El hombre vestido de negro la empujó sin violencia hasta apoyarla en la pared de un edificio, le cogió el pañuelo de seda del cuello y con él le ató las manos a la espalda. La sensación de indefensión la excitó hasta tal punto que se entregó por completo. Él apretó su cuerpo contra el de Rebeca y subió su rodilla por entre las piernas de ella presionando suavemente, al mismo tiempo que la besaba repetidamente en el cuello.

La bocina de un coche, estridente y grosera, junto a las risas de los jóvenes que lo ocupaban, los hizo separarse de forma instintiva. Siguieron su camino cogidos de la mano, con las miradas manteniendo el caudal de emociones.
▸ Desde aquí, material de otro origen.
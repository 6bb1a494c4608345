//! Cluster lifecycle: create, readiness and delete
//!
//! A cluster revision is a job-manager Deployment behind a versioned Service
//! plus a task-manager Deployment, all named after the spec hash.

use std::sync::Arc;

use async_trait::async_trait;
use kube::ResourceExt;
use tracing::{debug, info, warn};

#[cfg(test)]
use mockall::automock;

use flinkop_client::JobManagerClient;
use flinkop_common::crd::FlinkApplication;
use flinkop_common::{hash_for_application, ControllerConfig, Result};

use crate::deployments::{
    group_deployments, is_deployment_set_ready, partition_deployment_sets, DeploymentComparator,
};
use crate::k8s::{K8sCluster, K8sObject};
use crate::resources::{
    build_job_manager_deployment, build_task_manager_deployment, build_versioned_service,
};

/// Creates the objects of one cluster component
#[cfg_attr(test, automock)]
#[async_trait]
pub trait ComponentDeployer: Send + Sync {
    /// Create the component for `hash` unless it exists.
    ///
    /// Returns `true` if at least one object was created.
    async fn create_if_not_exist(&self, app: &FlinkApplication, hash: &str) -> Result<bool>;
}

/// Job manager: versioned Service, then Deployment
pub struct JobManagerDeployer {
    k8s: Arc<dyn K8sCluster>,
    config: Arc<ControllerConfig>,
}

impl JobManagerDeployer {
    /// Create a deployer writing through `k8s`
    pub fn new(k8s: Arc<dyn K8sCluster>, config: Arc<ControllerConfig>) -> Self {
        Self { k8s, config }
    }
}

#[async_trait]
impl ComponentDeployer for JobManagerDeployer {
    async fn create_if_not_exist(&self, app: &FlinkApplication, hash: &str) -> Result<bool> {
        let service = build_versioned_service(app, hash, &self.config);
        let service_created = self
            .k8s
            .create_if_not_exist(K8sObject::Service(Box::new(service)))
            .await?;

        let deployment = build_job_manager_deployment(app, hash, &self.config);
        let deployment_created = self
            .k8s
            .create_if_not_exist(K8sObject::Deployment(Box::new(deployment)))
            .await?;

        Ok(service_created || deployment_created)
    }
}

/// Task manager: one Deployment
pub struct TaskManagerDeployer {
    k8s: Arc<dyn K8sCluster>,
    config: Arc<ControllerConfig>,
}

impl TaskManagerDeployer {
    /// Create a deployer writing through `k8s`
    pub fn new(k8s: Arc<dyn K8sCluster>, config: Arc<ControllerConfig>) -> Self {
        Self { k8s, config }
    }
}

#[async_trait]
impl ComponentDeployer for TaskManagerDeployer {
    async fn create_if_not_exist(&self, app: &FlinkApplication, hash: &str) -> Result<bool> {
        let deployment = build_task_manager_deployment(app, hash, &self.config);
        self.k8s
            .create_if_not_exist(K8sObject::Deployment(Box::new(deployment)))
            .await
    }
}

/// Creates, checks and deletes cluster revisions
pub struct ClusterController {
    k8s: Arc<dyn K8sCluster>,
    client: Arc<dyn JobManagerClient>,
    config: Arc<ControllerConfig>,
    deployments: DeploymentComparator,
    job_manager: Arc<dyn ComponentDeployer>,
    task_manager: Arc<dyn ComponentDeployer>,
}

impl ClusterController {
    /// Create a controller with the standard component deployers
    pub fn new(
        k8s: Arc<dyn K8sCluster>,
        client: Arc<dyn JobManagerClient>,
        config: Arc<ControllerConfig>,
    ) -> Self {
        let job_manager = Arc::new(JobManagerDeployer::new(k8s.clone(), config.clone()));
        let task_manager = Arc::new(TaskManagerDeployer::new(k8s.clone(), config.clone()));
        Self::with_deployers(k8s, client, config, job_manager, task_manager)
    }

    /// Create a controller with custom component deployers
    pub fn with_deployers(
        k8s: Arc<dyn K8sCluster>,
        client: Arc<dyn JobManagerClient>,
        config: Arc<ControllerConfig>,
        job_manager: Arc<dyn ComponentDeployer>,
        task_manager: Arc<dyn ComponentDeployer>,
    ) -> Self {
        Self {
            deployments: DeploymentComparator::new(k8s.clone()),
            k8s,
            client,
            config,
            job_manager,
            task_manager,
        }
    }

    /// Create the cluster for the app's current spec.
    ///
    /// The job manager comes first; if it fails the task manager is not
    /// attempted. Existing objects are left as they are.
    pub async fn create_cluster(&self, app: &FlinkApplication) -> Result<()> {
        let hash = hash_for_application(app);
        let name = app.name_any();

        let jm_created = self.job_manager.create_if_not_exist(app, &hash).await?;
        let tm_created = self.task_manager.create_if_not_exist(app, &hash).await?;

        if jm_created || tm_created {
            info!(app = %name, hash = %hash, "created flink cluster");
        } else {
            debug!(app = %name, hash = %hash, "flink cluster already exists");
        }
        Ok(())
    }

    /// Whether the current cluster for the app's spec exists and every
    /// replica is available.
    ///
    /// A set whose task-manager replicas drifted from the spec is not
    /// current, so it is never ready.
    pub async fn is_cluster_ready(&self, app: &FlinkApplication) -> Result<bool> {
        let hash = hash_for_application(app);
        let deployments = self.deployments.get_deployments_with_hash(app, &hash).await?;
        let (current, _) = partition_deployment_sets(app, &hash, group_deployments(deployments));
        let ready = current.as_ref().map(is_deployment_set_ready).unwrap_or(false);
        debug!(app = %app.name_any(), hash = %hash, ready, "checked cluster readiness");
        Ok(ready)
    }

    /// Delete the cluster revision `hash`.
    ///
    /// Job-manager Deployment, task-manager Deployment and versioned Service
    /// are deleted in that order. Every deletion is attempted; the first
    /// failure is returned.
    pub async fn delete_cluster(&self, app: &FlinkApplication, hash: &str) -> Result<()> {
        let objects = [
            K8sObject::Deployment(Box::new(build_job_manager_deployment(
                app,
                hash,
                &self.config,
            ))),
            K8sObject::Deployment(Box::new(build_task_manager_deployment(
                app,
                hash,
                &self.config,
            ))),
            K8sObject::Service(Box::new(build_versioned_service(app, hash, &self.config))),
        ];

        let mut first_error = None;
        for object in objects {
            let kind = object.kind();
            let name = object.name();
            if let Err(e) = self.k8s.delete_object(object).await {
                warn!(app = %app.name_any(), kind, name = %name, error = %e, "failed to delete object");
                first_error.get_or_insert(e);
            }
        }

        match first_error {
            Some(e) => Err(e),
            None => {
                info!(app = %app.name_any(), hash = %hash, "deleted flink cluster");
                Ok(())
            }
        }
    }

    /// Whether the job manager of revision `hash` answers on its REST API
    pub async fn is_service_ready(&self, app: &FlinkApplication, hash: &str) -> Result<bool> {
        let url = self.config.jobmanager_url(app, hash);
        self.client.get_cluster_overview(&url).await?;
        Ok(true)
    }
}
Las palabras seguían ausentes.

Cinco minutos después, entraban en la portería del edificio donde vivía el hombre vestido de negro. La puerta aun no se había cerrado cuando ella se encontró suspendida en el aire contra la pared, sus piernas rodeándole las caderas, apoyando su sexo contra el del hombre. Él lo halló viscoso, húmedo, anhelante y arremetió con furia, casi con desesperación. El ritmo frenético, delirante, hizo que el primer orgasmo estallara en el cerebro de Rebeca. El segundo llegó pocos segundos después unido al de él.
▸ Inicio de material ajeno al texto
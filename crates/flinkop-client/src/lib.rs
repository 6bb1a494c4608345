//! REST client for the Flink job manager
//!
//! The controller talks to each application's job manager through the
//! [`JobManagerClient`] trait. [`RestJobManagerClient`] implements it over
//! HTTP; tests substitute a mock.

#![deny(missing_docs)]

pub mod client;
pub mod error;
pub mod types;

pub use client::{JobManagerClient, RestJobManagerClient};
pub use error::ClientError;
pub use types::{
    CheckpointCounts, CheckpointResponse, CheckpointStatistics, ClusterOverviewResponse,
    FlinkJob, FlinkJobOverview, FlinkJobState, GetJobsResponse, SavepointResponse,
    SavepointStatus, SubmitJobRequest, SubmitJobResponse, TaskManagerStats,
    TaskManagersResponse,
};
Los dos respiraban trabajosamente cuando se encendió la luz y el chasquido del ascensor les avisó de que alguien estaba bajando. Él cogió su mano y ambos subieron las escaleras hasta el segundo piso. Al entrar en el pequeño apartamento ella pensó que continuaría la furia, pero se equivocó. De repente los gestos del hombre se habían vuelto lentos, suaves. La despojó de la ropa sin permitir que ella hiciera lo mismo con él, tomándose su tiempo, una a una, con sumo cuidado, como si Rebeca Solé fuera una pieza de arte exquisita y frágil.
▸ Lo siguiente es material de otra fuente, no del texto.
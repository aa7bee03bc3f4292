use clap::Parser;
use colored::*;
use palaver::controller::{RunRequest, StreamController, StreamPhase};
use palaver::identity::{EnvIdentity, IdentityOracle};
use palaver::session::SessionStore;
use palaver::types::{ContentPart, Role, SessionId, Transcript, TurnStatus};
use std::time::Duration;

#[derive(Parser, Debug)]
#[command(author, version, about, long_about = None)]
struct Args {
    /// Agent backend base URL. Falls back to PALAVER_BACKEND_URL.
    #[arg(long)]
    backend_url: Option<String>,
    /// Message to send as the user turn.
    #[arg(long)]
    message: String,
    /// Existing session id to continue; a new one is created otherwise.
    #[arg(long)]
    session: Option<String>,
    /// Named agent on the backend, if it routes by agent.
    #[arg(long)]
    agent: Option<String>,
    /// Flat-file session store path.
    #[arg(long, default_value = "palaver_sessions.json")]
    session_file: String,
    /// Directory for rolling log files; stderr only when omitted.
    #[arg(long)]
    log_dir: Option<std::path::PathBuf>,
    #[arg(long, default_value_t = 120)]
    request_timeout_secs: u64,
    #[arg(long, default_value_t = 10)]
    connect_timeout_secs: u64,
}

#[tokio::main]
async fn main() -> std::process::ExitCode {
    dotenvy::dotenv().ok();
    let args = Args::parse();

    let _log_guard = palaver::logging::init_tracing(args.log_dir.as_deref());
    palaver::logging::setup_panic_hook();

    match run(args).await {
        Ok(()) => std::process::ExitCode::SUCCESS,
        Err(e) => {
            tracing::error!("{}", e.inner);
            eprintln!("{} {}", "error:".red().bold(), e.inner);
            std::process::ExitCode::FAILURE
        }
    }
}

async fn run(args: Args) -> palaver::types::Result<()> {
    let backend_url = match args
        .backend_url
        .or_else(|| std::env::var(palaver::constants::ENV_BACKEND_URL).ok())
    {
        Some(u) => u,
        None => {
            return Err(palaver::types::PalaverError::Lifecycle(
                "no backend URL; pass --backend-url or set PALAVER_BACKEND_URL".into(),
            )
            .into())
        }
    };

    let identity = EnvIdentity;
    if identity.current_user().is_none() {
        return Err(palaver::types::PalaverError::Forbidden(format!(
            "set {} to identify yourself",
            palaver::constants::ENV_USER_ID
        ))
        .into());
    }

    let client = reqwest::Client::builder()
        .timeout(Duration::from_secs(args.request_timeout_secs))
        .connect_timeout(Duration::from_secs(args.connect_timeout_secs))
        .build()?;

    let store = SessionStore::new(&args.session_file);
    let session_id = match args.session {
        Some(s) => SessionId(s),
        None => SessionId::generate(),
    };
    let transcript = match store.load(&session_id).await? {
        Some(t) => t,
        None => Transcript::new(),
    };

    let (mut controller, _snapshots) = StreamController::new(transcript);
    let cancel = controller.cancel_token();

    tokio::spawn(async move {
        if tokio::signal::ctrl_c().await.is_ok() {
            tracing::info!("Ctrl-C received; cancelling stream");
            cancel.cancel();
        }
    });

    let request = RunRequest {
        session_id: session_id.clone(),
        message: args.message,
        agent: args.agent,
    };

    let result = controller
        .start(&client, &backend_url, &request, &identity)
        .await;
    let phase = controller.phase();
    let transcript = controller.into_transcript();

    // Whatever streamed stays visible and persisted, even on failure.
    if phase.is_terminal() {
        store.save(&session_id, &transcript).await?;
    }

    render_transcript(&transcript);
    println!();
    match phase {
        StreamPhase::Completed => {}
        StreamPhase::Cancelled => println!("{}", "[stopped]".yellow()),
        other => println!("{} ({:?})", "[stream did not complete]".red(), other),
    }
    println!("session: {}", session_id.to_string().dimmed());

    result
}

fn render_transcript(transcript: &Transcript) {
    for turn in transcript.turns() {
        let label = match turn.role {
            Role::User => "you".cyan().bold(),
            Role::Assistant => "assistant".green().bold(),
        };
        println!("{}:", label);
        for part in &turn.parts {
            match part {
                ContentPart::Text { content } => println!("{}", content),
                ContentPart::ToolCall {
                    name,
                    arguments,
                    result,
                    ..
                } => {
                    println!("{} {}({})", "tool".magenta(), name, arguments.dimmed());
                    if let Some(r) = result {
                        println!("  {} {}", "->".magenta(), r);
                    }
                }
                ContentPart::Media { kind, url, .. } => {
                    let loc = url.as_deref().unwrap_or("<inline>");
                    println!("{} {:?}: {}", "media".blue(), kind, loc);
                }
            }
        }
        if turn.status == TurnStatus::Errored {
            if let Some(failure) = &turn.failure {
                println!("{} {}", "!".red().bold(), failure.message.red());
            }
        }
    }
}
Estaba desnuda en medio de la sala de estar, viendo como él había cogido su pañuelo de seda y se lo había puesto alrededor del cuello. Luego empezó a desnudarse sin dejar de mover las caderas, exhibiendo de nuevo un abultado paquete. Por cada prenda que caía flácida al suelo, el hacía un nudo en el pañuelo. Hizo tres en una de las puntas y dos en la otra.

Rebeca Solé lo miraba hechizada ¡era tanta la sensualidad que despedía el cuerpo de aquel hombre!

Al unirse los dos sobre la alfombre, ella notó como una de las manos de él buscaba su ano e introducía en él uno de los nudos, después besó su vientre mientras le colocaba un nudo del otro extremo en el sexo. Rebeca Solé entendió que era un juego y se abandonó al notar que repetía la operación mientras lamía sus pies y mordisqueaba el dedo gordo, luego la mano del hombre empezó a masajearle el clítoris mientras se arrastraba sobre su cuerpo hasta la boca y la llenaba con una lengua rápida, enervante, que contrastaba con la lentitud de los gestos.

Ella pensó que no podría resistir más cuando el último nudo era introducido entre los labios verticales como un bombón que endulzaría su interior. La lengua nerviosa del hombre se trasladó de la boca de ella al clítoris, y jugó con él como si fuera un caramelo dulce, refrescante. El orgasmo se abría paso sin obstáculos, él lo intuyó y tiró del pañuelo de seda hacia fuera liberando los nudos de su encierro consentido. El cuerpo de Rebeca Solé se convulsionó y su cerebro estalló en mil sensaciones. El orgasmo se prolongó hasta sentir que su cuerpo volvía a contener un pene erecto, ansioso, que se movía en su interior excitándola, conduciendo su cuerpo hacia mundos que desconocía.